The city of Chattanooga will continue testing local wastewater for the prevalence of COVID-19 after participating in a study in May that showed thousands more cases of the virus in the community than what was reported by local health officials.
Throughout May, the city's wastewater treatment center sent samples to the Massachusetts-based company Biobot. During the early part of the month, Biobot did not detect any traces of the coronavirus in wastewater despite there being several dozen cases in the community.
However, during its final collection on May 26, Biobot projected there to be 12,500 coronavirus infections in the county. At the time, the Hamilton County Health Department had reported 717 infections.
News of the study became public in a recent NBC News article that called Chattanooga a hotspot for the virus. Chattanooga was one of around 350 cities that participated in the initial study, said Maura Sullivan, chief operating officer for the city. The results from the May sampling were first given to the city in June.
Chattanooga will work with Biobot into 2021 to continue testing wastewater through a contract for around $23,900, Sullivan said.
Samples will be sent every two weeks and city leaders expect a faster turnaround time on those results, likely between three and seven days, said Jeff Rose, director of wastewater systems.
Rose said the measurements are calculated to reduce the risk of false positives.

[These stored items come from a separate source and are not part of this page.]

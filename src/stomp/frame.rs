use std::fmt;
use std::str::FromStr;

use thiserror::Error;

#[derive(Debug, Clone, Copy, PartialEq, Eq)]
pub enum Command {
    // Client frames
    Connect,
    Stomp,
    Send,
    Subscribe,
    Unsubscribe,
    Ack,
    Nack,
    Begin,
    Commit,
    Abort,
    Disconnect,

    // Server frames
    Connected,
    Message,
    Receipt,
    Error,
}

impl Command {
    pub fn as_str(self) -> &'static str {
        match self {
            Command::Connect => "CONNECT",
            Command::Stomp => "STOMP",
            Command::Send => "SEND",
            Command::Subscribe => "SUBSCRIBE",
            Command::Unsubscribe => "UNSUBSCRIBE",
            Command::Ack => "ACK",
            Command::Nack => "NACK",
            Command::Begin => "BEGIN",
            Command::Commit => "COMMIT",
            Command::Abort => "ABORT",
            Command::Disconnect => "DISCONNECT",
            Command::Connected => "CONNECTED",
            Command::Message => "MESSAGE",
            Command::Receipt => "RECEIPT",
            Command::Error => "ERROR",
        }
    }

    /// CONNECT and CONNECTED headers are sent verbatim, for compatibility with STOMP 1.0
    /// peers.
    fn escapes_headers(self) -> bool {
        !matches!(self, Command::Connect | Command::Connected)
    }
}

impl FromStr for Command {
    type Err = FrameError;

    fn from_str(s: &str) -> Result<Self, Self::Err> {
        Ok(match s {
            "CONNECT" => Command::Connect,
            "STOMP" => Command::Stomp,
            "SEND" => Command::Send,
            "SUBSCRIBE" => Command::Subscribe,
            "UNSUBSCRIBE" => Command::Unsubscribe,
            "ACK" => Command::Ack,
            "NACK" => Command::Nack,
            "BEGIN" => Command::Begin,
            "COMMIT" => Command::Commit,
            "ABORT" => Command::Abort,
            "DISCONNECT" => Command::Disconnect,
            "CONNECTED" => Command::Connected,
            "MESSAGE" => Command::Message,
            "RECEIPT" => Command::Receipt,
            "ERROR" => Command::Error,
            _ => return Err(FrameError::UnknownCommand(s.to_string())),
        })
    }
}

impl fmt::Display for Command {
    fn fmt(&self, f: &mut fmt::Formatter<'_>) -> fmt::Result {
        f.write_str(self.as_str())
    }
}

#[derive(Debug, Error)]
pub enum FrameError {
    #[error("not enough data is available to parse a frame")]
    Incomplete,

    #[error("unknown frame command '{0}'")]
    UnknownCommand(String),

    #[error("invalid frame protocol: {0}")]
    Protocol(&'static str),
}

/// A STOMP frame. Bodies are text, which is all a WebSocket text transport can carry.
#[derive(Debug, Clone, PartialEq)]
pub struct Frame {
    pub command: Command,
    pub headers: Vec<(String, String)>,
    pub body: String,
}

impl Frame {
    pub fn new(command: Command) -> Self {
        Self {
            command,
            headers: Vec::new(),
            body: String::new(),
        }
    }

    pub fn header(mut self, name: impl Into<String>, value: impl Into<String>) -> Self {
        self.headers.push((name.into(), value.into()));
        self
    }

    pub fn body(mut self, body: impl Into<String>) -> Self {
        self.body = body.into();
        self
    }

    /// Look up a header. When a header is repeated, the first occurrence wins.
    pub fn get_header(&self, name: &str) -> Option<&str> {
        self.headers
            .iter()
            .find(|(key, _)| key == name)
            .map(|(_, value)| value.as_str())
    }

    pub fn encode(&self) -> String {
        let escape = self.command.escapes_headers();
        let mut out = String::with_capacity(64 + self.body.len());
        out.push_str(self.command.as_str());
        out.push('\n');
        for (name, value) in &self.headers {
            if escape {
                out.push_str(&escape_header(name));
                out.push(':');
                out.push_str(&escape_header(value));
            } else {
                out.push_str(name);
                out.push(':');
                out.push_str(value);
            }
            out.push('\n');
        }
        out.push('\n');
        out.push_str(&self.body);
        out.push('\0');
        out
    }

    /// Parse one frame from the start of `src`, returning it with the number of bytes it
    /// occupied. Leading heart-beat end-of-lines must already be stripped.
    pub fn parse(src: &str) -> Result<(Frame, usize), FrameError> {
        let mut pos = 0;

        let command_line = next_line(src, &mut pos)?;
        let command: Command = command_line.parse()?;
        let escape = command.escapes_headers();

        let mut headers = Vec::new();
        loop {
            let line = next_line(src, &mut pos)?;
            if line.is_empty() {
                break;
            }
            let (name, value) = match line.split_once(':') {
                Some(pair) => pair,
                None => return Err(FrameError::Protocol("header without ':' separator")),
            };
            if escape {
                headers.push((unescape_header(name)?, unescape_header(value)?));
            } else {
                headers.push((name.to_string(), value.to_string()));
            }
        }

        let content_length = headers
            .iter()
            .find(|(name, _)| name == "content-length")
            .map(|(_, value)| value.trim().parse::<usize>())
            .transpose()
            .map_err(|_| FrameError::Protocol("invalid content-length header"))?;

        let rest = &src[pos..];
        let body_len = match content_length {
            Some(len) => {
                let Some(total) = len.checked_add(1) else {
                    return Err(FrameError::Protocol("content-length out of range"));
                };
                if rest.len() < total {
                    return Err(FrameError::Incomplete);
                }
                match rest.as_bytes().get(len) {
                    Some(0) => len,
                    Some(_) => {
                        return Err(FrameError::Protocol("frame body is not NULL terminated"))
                    }
                    None => return Err(FrameError::Incomplete),
                }
            }
            None => match rest.find('\0') {
                Some(len) => len,
                None => return Err(FrameError::Incomplete),
            },
        };

        let body = match rest.get(..body_len) {
            Some(body) => body.to_string(),
            None => return Err(FrameError::Protocol("content-length splits a character")),
        };

        let frame = Frame {
            command,
            headers,
            body,
        };
        Ok((frame, pos + body_len + 1))
    }
}

impl fmt::Display for Frame {
    fn fmt(&self, f: &mut fmt::Formatter<'_>) -> fmt::Result {
        write!(f, "{}", self.command)?;
        for (name, value) in &self.headers {
            if name.eq_ignore_ascii_case("authorization") || name == "passcode" {
                write!(f, " {name}=<hidden>")?;
            } else {
                write!(f, " {name}={value}")?;
            }
        }
        Ok(())
    }
}

/// Read a line terminated by LF or CRLF, advancing `pos` past the terminator.
fn next_line<'a>(src: &'a str, pos: &mut usize) -> Result<&'a str, FrameError> {
    let rest = &src[*pos..];
    let end = match rest.find('\n') {
        Some(end) => end,
        None => return Err(FrameError::Incomplete),
    };
    *pos += end + 1;
    let line = &rest[..end];
    Ok(line.strip_suffix('\r').unwrap_or(line))
}

fn escape_header(s: &str) -> String {
    let mut out = String::with_capacity(s.len());
    for c in s.chars() {
        match c {
            '\\' => out.push_str("\\\\"),
            '\r' => out.push_str("\\r"),
            '\n' => out.push_str("\\n"),
            ':' => out.push_str("\\c"),
            c => out.push(c),
        }
    }
    out
}

fn unescape_header(s: &str) -> Result<String, FrameError> {
    let mut out = String::with_capacity(s.len());
    let mut chars = s.chars();
    while let Some(c) = chars.next() {
        if c != '\\' {
            out.push(c);
            continue;
        }
        match chars.next() {
            Some('\\') => out.push('\\'),
            Some('r') => out.push('\r'),
            Some('n') => out.push('\n'),
            Some('c') => out.push(':'),
            _ => return Err(FrameError::Protocol("undefined escape sequence in header")),
        }
    }
    Ok(out)
}

/// Reassembles frames from text chunks as they arrive from the transport. A chunk may hold
/// several frames, a partial frame, or heart-beat end-of-lines.
#[derive(Debug, Default)]
pub struct FrameDecoder {
    buffer: String,
}

impl FrameDecoder {
    pub fn new() -> Self {
        Self::default()
    }

    pub fn push(&mut self, data: &str) {
        self.buffer.push_str(data);
    }

    pub fn next_frame(&mut self) -> Result<Option<Frame>, FrameError> {
        let remaining = self.buffer.trim_start_matches(&['\r', '\n'][..]).len();
        let heartbeats = self.buffer.len() - remaining;
        if heartbeats > 0 {
            self.buffer.drain(..heartbeats);
        }
        if self.buffer.is_empty() {
            return Ok(None);
        }

        match Frame::parse(&self.buffer) {
            Ok((frame, len)) => {
                // Discard the parsed frame from the buffer.
                self.buffer.drain(..len);
                Ok(Some(frame))
            }
            Err(FrameError::Incomplete) => Ok(None),
            Err(err) => Err(err),
        }
    }
}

"The numbers we get are fairly conservative when it comes to prevalence rate," he said.
Biobot wastewater study from May 18View
Dr. William Schaffner, an infectious disease specialist at Vanderbilt University Medical Center, said wastewater studies provide another tool for understanding the size of local outbreaks. The data released about Chattanooga affirms what public health officials across the country have said since the early days of the pandemic, he said.
"It should remind everyone, the average person as well as all the public health professionals, that we really have more infections than we think," Schaffner said.

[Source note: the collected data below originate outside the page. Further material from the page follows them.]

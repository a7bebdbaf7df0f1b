use anyhow::{bail, Context, Result};
use jsonwebtoken::{decode, DecodingKey, Validation};
use log::{debug, info, warn};

use crate::prompt::CredentialProvider;
use crate::store::TokenStore;
use crate::types::token::{TokenClaims, TokenStrategy, REFRESH_TOKEN_KEY};

use super::AuthApi;

/// Obtains a usable bearer token, logging in or refreshing as the strategy requires.
pub struct TokenManager<A, S, P> {
    api: A,
    store: S,
    credentials: P,
    strategy: TokenStrategy,
}

impl<A, S, P> TokenManager<A, S, P>
where
    A: AuthApi,
    S: TokenStore,
    P: CredentialProvider,
{
    pub fn new(api: A, store: S, credentials: P, strategy: TokenStrategy) -> Self {
        Self {
            api,
            store,
            credentials,
            strategy,
        }
    }

    pub fn strategy(&self) -> TokenStrategy {
        self.strategy
    }

    /// The persisted long-lived token of the current strategy.
    pub fn stored_token(&self) -> Result<Option<String>> {
        self.store
            .get(self.strategy.store_key())
            .context("read token store")
    }

    /// Perform a full login with fresh credentials.
    ///
    /// On success the long-lived token is persisted (overwriting any previous one) and the
    /// token for the current connection is returned. A failed login is logged and yields
    /// `None`; only a failure to read credentials or to persist the token is an error.
    pub async fn login(&self) -> Result<Option<String>> {
        let credentials = self.credentials.credentials().context("get credentials")?;

        info!("Logging in as '{}'", credentials.identifier);
        let tokens = match self.api.login(&credentials).await {
            Ok(tokens) => tokens,
            Err(err) => {
                warn!("Login error: {err}");
                return Ok(None);
            }
        };
        drop(credentials);

        let (key, value) = tokens.persisted();
        self.store.set(key, value).context("save token")?;
        info!("Login success, token saved as '{key}'");

        Ok(Some(tokens.into_bearer()))
    }

    /// Exchange a refresh token for a new access token, rotating the persisted refresh
    /// token. A rejected (401) refresh token falls back to a full login whose result is
    /// returned unchanged. Any other failure is an error.
    pub async fn refresh_access_token(&self, refresh_token: &str) -> Result<Option<String>> {
        if self.strategy != TokenStrategy::Pair {
            bail!("token refresh requires the 'pair' token strategy");
        }

        debug!("Refreshing access token");
        match self.api.refresh(refresh_token).await {
            Ok(pair) => {
                self.store
                    .set(REFRESH_TOKEN_KEY, &pair.refresh_token)
                    .context("save refresh token")?;
                info!("Access token refreshed");
                Ok(Some(pair.access_token))
            }
            Err(err) if err.is_unauthorized() => {
                info!("Refresh token was rejected, login is required");
                self.login().await
            }
            Err(err) => Err(err).context("refresh access token"),
        }
    }

    /// Get a token for a new connection: use the stored JWT (single) or refresh with the
    /// stored refresh token (pair), and log in when nothing is stored.
    pub async fn acquire_token(&self) -> Result<String> {
        let token = match (self.strategy, self.stored_token()?) {
            (TokenStrategy::Single, Some(token)) => {
                debug!("Use stored jwt token");
                Some(token)
            }
            (TokenStrategy::Pair, Some(refresh_token)) => {
                self.refresh_access_token(&refresh_token).await?
            }
            (_, None) => {
                info!("No stored token, login is required");
                self.login().await?
            }
        };

        match token {
            Some(token) => Ok(token),
            None => bail!("no usable token, login failed"),
        }
    }

    /// Forget the stored token. With the pair strategy the refresh token is revoked on the
    /// server first; a failed revocation is only logged. Returns whether a token was
    /// stored.
    pub async fn logout(&self) -> Result<bool> {
        let key = self.strategy.store_key();
        let token = match self.stored_token()? {
            Some(token) => token,
            None => return Ok(false),
        };

        if self.strategy == TokenStrategy::Pair {
            if let Err(err) = self.api.logout(&token).await {
                warn!("Logout error: {err}");
            }
        }

        self.store.remove(key).context("remove token")?;
        info!("Token '{key}' removed");
        Ok(true)
    }
}

/// Decode the claims of a JWT without verifying it, for display.
pub fn inspect_token(token: &str) -> Option<TokenClaims> {
    let header = jsonwebtoken::decode_header(token).ok()?;

    let mut validation = Validation::new(header.alg);
    validation.insecure_disable_signature_validation();
    validation.validate_exp = false;
    validation.validate_aud = false;
    validation.required_spec_claims.clear();

    let data = decode::<TokenClaims>(token, &DecodingKey::from_secret(&[]), &validation).ok()?;
    Some(data.claims)
}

However, every study has limitations. Just as COVID-19 case counts can only measure those who choose to be tested, the results of the wastewater study could be skewed by people who are releasing a lot of virus fragments into the wastewater or by people who have recovered and are not at risk of spreading it.

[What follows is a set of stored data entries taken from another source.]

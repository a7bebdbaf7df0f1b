use std::fmt;

use serde::{Deserialize, Serialize};
use serde_json::{json, Value};

/// Store key of the long-lived JWT used by the single token strategy.
pub const JWT_TOKEN_KEY: &str = "jwt-token";

/// Store key of the refresh token used by the token pair strategy.
pub const REFRESH_TOKEN_KEY: &str = "refresh_token";

/// How the authentication backend hands out tokens.
#[derive(Debug, Clone, Copy, PartialEq, Eq, Serialize, Deserialize)]
pub enum TokenStrategy {
    /// One durable JWT, no refresh.
    #[serde(rename = "single")]
    Single,
    /// Short-lived access token plus a rotating refresh token.
    #[serde(rename = "pair")]
    Pair,
}

impl TokenStrategy {
    /// The key under which the long-lived part of the token is persisted.
    pub fn store_key(self) -> &'static str {
        match self {
            TokenStrategy::Single => JWT_TOKEN_KEY,
            TokenStrategy::Pair => REFRESH_TOKEN_KEY,
        }
    }

    pub fn default_identifier_kind(self) -> IdentifierKind {
        match self {
            TokenStrategy::Single => IdentifierKind::Email,
            TokenStrategy::Pair => IdentifierKind::Username,
        }
    }
}

impl fmt::Display for TokenStrategy {
    fn fmt(&self, f: &mut fmt::Formatter<'_>) -> fmt::Result {
        match self {
            TokenStrategy::Single => write!(f, "single"),
            TokenStrategy::Pair => write!(f, "pair"),
        }
    }
}

/// The JSON field the login endpoint expects the identifier under.
#[derive(Debug, Clone, Copy, PartialEq, Eq, Serialize, Deserialize)]
pub enum IdentifierKind {
    #[serde(rename = "email")]
    Email,
    #[serde(rename = "username")]
    Username,
}

impl IdentifierKind {
    pub fn field_name(self) -> &'static str {
        match self {
            IdentifierKind::Email => "email",
            IdentifierKind::Username => "username",
        }
    }
}

/// User credentials for one login attempt. They are never persisted.
#[derive(Clone)]
pub struct Credentials {
    pub identifier: String,
    pub password: String,
}

impl Credentials {
    pub fn new(identifier: impl Into<String>, password: impl Into<String>) -> Self {
        Self {
            identifier: identifier.into(),
            password: password.into(),
        }
    }

    /// Build the login request body. Values are sent as-is, the server is responsible for
    /// rejecting empty or malformed ones.
    pub fn login_body(&self, kind: IdentifierKind) -> Value {
        let mut body = json!({ "password": self.password });
        body[kind.field_name()] = Value::String(self.identifier.clone());
        body
    }
}

impl fmt::Debug for Credentials {
    fn fmt(&self, f: &mut fmt::Formatter<'_>) -> fmt::Result {
        f.debug_struct("Credentials")
            .field("identifier", &self.identifier)
            .field("password", &"<hidden>")
            .finish()
    }
}

/// Login response of the single token strategy.
#[derive(Debug, Clone, Serialize, Deserialize, PartialEq)]
pub struct SingleToken {
    #[serde(rename = "jwt-token")]
    pub jwt_token: String,
}

/// Login and refresh response of the token pair strategy.
#[derive(Debug, Clone, Serialize, Deserialize, PartialEq)]
pub struct TokenPair {
    pub access_token: String,
    pub refresh_token: String,
}

/// Tokens issued by a successful login.
#[derive(Debug, Clone, PartialEq)]
pub enum IssuedTokens {
    Single(SingleToken),
    Pair(TokenPair),
}

impl IssuedTokens {
    /// The long-lived component and the key it is persisted under.
    pub fn persisted(&self) -> (&'static str, &str) {
        match self {
            IssuedTokens::Single(token) => (JWT_TOKEN_KEY, &token.jwt_token),
            IssuedTokens::Pair(pair) => (REFRESH_TOKEN_KEY, &pair.refresh_token),
        }
    }

    /// The token to present as bearer for the current connection.
    pub fn into_bearer(self) -> String {
        match self {
            IssuedTokens::Single(token) => token.jwt_token,
            IssuedTokens::Pair(pair) => pair.access_token,
        }
    }
}

/// The subset of JWT claims the client reports on. Tokens are opaque to the client, this
/// is informational only and never used to decide whether a token is usable.
#[derive(Debug, Clone, Serialize, Deserialize)]
pub struct TokenClaims {
    pub sub: Option<String>,
    pub exp: Option<u64>,
    pub iat: Option<u64>,
}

"People can, even after they recover, have a positive nasal swab test, but that's just fragments of the virus. The virus is not active," Schaffner said. "What could be measured at the central wastewater treatment plant could be a measure of current, active infections as well as people who are still putting into the wastewater virus fragments from their illness two weeks ago."
Due to the cost, the city does not plan to do targeted wastewater sampling, such as gathering samples from specific communities to measure hyperlocal case counts, Rose said.
Data from the ongoing studies will be shared with the Hamilton County Health Department and the county's COVID-19 task force, Sullivan said.
As the county prepares to institute a mandatory mask policy on Friday, the current number of new infections, hospitalizations and people in the intensive care unit mirrors the worst parts of the outbreak in June, which was the deadliest month so far for Hamilton County.